Actress April Winchell states that she was considered for the role until she developed pyelonephritis, which caused her to be hospitalized and ultimately dropped. Pamelyn Ferdin was a candidate for the role, but the producers may have felt she was too well-known. Denise Nickerson was also considered and offered the role, but her parents rejected it on her behalf after reading the film's script.

An adult Regan MacNeil appears in the television series The Exorcist portrayed by Geena Davis.

==In popular culture==
- In the Supernatural season 2 episode "The Usual Suspects", Linda Blair guest-stars as a police detective helping them against an apparent vengeful spirit. At the end of the episode, Dean Winchester comments that Linda's character looks familiar as he suddenly craves pea soup.

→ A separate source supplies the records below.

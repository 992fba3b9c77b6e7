use anyhow::Context;

#[derive(Clone)]
pub struct AppConfig {
    pub server: ServerConfig,
    pub database_url: String,
    pub cors_allowed_origins: Vec<String>,
    pub environment: Environment,
}

impl std::fmt::Debug for AppConfig {
    fn fmt(&self, f: &mut std::fmt::Formatter<'_>) -> std::fmt::Result {
        f.debug_struct("AppConfig")
            .field("server", &self.server)
            .field("database_url", &"[REDACTED]")
            .field("cors_allowed_origins", &self.cors_allowed_origins)
            .field("environment", &self.environment)
            .finish()
    }
}

#[derive(Debug, Clone)]
pub struct ServerConfig {
    pub host: String,
    pub port: u16,
}

/// Controls how much detail 500 responses carry.
#[derive(Debug, Clone, Copy, PartialEq, Eq)]
pub enum Environment {
    Development,
    Production,
}

impl Environment {
    fn from_env_value(value: &str) -> Self {
        match value.to_lowercase().as_str() {
            "development" | "dev" => Self::Development,
            _ => Self::Production,
        }
    }
}

impl AppConfig {
    /// Resolve the full configuration from environment variables once at
    /// process start. `DATABASE_URL` is the only required variable.
    pub fn from_env() -> Result<Self, anyhow::Error> {
        let database_url =
            std::env::var("DATABASE_URL").context("DATABASE_URL must be set")?;

        let server = ServerConfig {
            host: std::env::var("SERVER_HOST").unwrap_or_else(|_| "0.0.0.0".to_string()),
            port: std::env::var("PORT")
                .ok()
                .and_then(|p| p.parse().ok())
                .unwrap_or(5005),
        };

        let cors_allowed_origins = std::env::var("CORS_ALLOWED_ORIGINS")
            .map(|origins| {
                origins
                    .split(',')
                    .map(|s| s.trim().to_string())
                    .filter(|s| !s.is_empty())
                    .collect()
            })
            .unwrap_or_default();

        let environment = std::env::var("APP_ENV")
            .map(|v| Environment::from_env_value(&v))
            .unwrap_or(Environment::Production);

        Ok(AppConfig {
            server,
            database_url,
            cors_allowed_origins,
            environment,
        })
    }

    pub fn is_development(&self) -> bool {
        self.environment == Environment::Development
    }
}

#[cfg(test)]
mod tests {
    use super::*;

    #[test]
    fn environment_parses_known_values() {
        assert_eq!(
            Environment::from_env_value("development"),
            Environment::Development
        );
        assert_eq!(Environment::from_env_value("DEV"), Environment::Development);
        assert_eq!(
            Environment::from_env_value("production"),
            Environment::Production
        );
        assert_eq!(
            Environment::from_env_value("staging"),
            Environment::Production
        );
    }
}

- In the 2001 comedy horror film Scary Movie 2, Regan and Pazuzu's characters are parodied in the prologue of the film in a satirical exorcism done by a parody of Father Karras and Father Merrin, portrayed by Andy Richter and James Woods, respectively.
- In the 2003 Flash game The Maze, also known as Scary Maze Game, by developer Jeremy Winterrowd, a publicity photo of Pazuzu-possessed Regan's face is used as a screamer in the final level.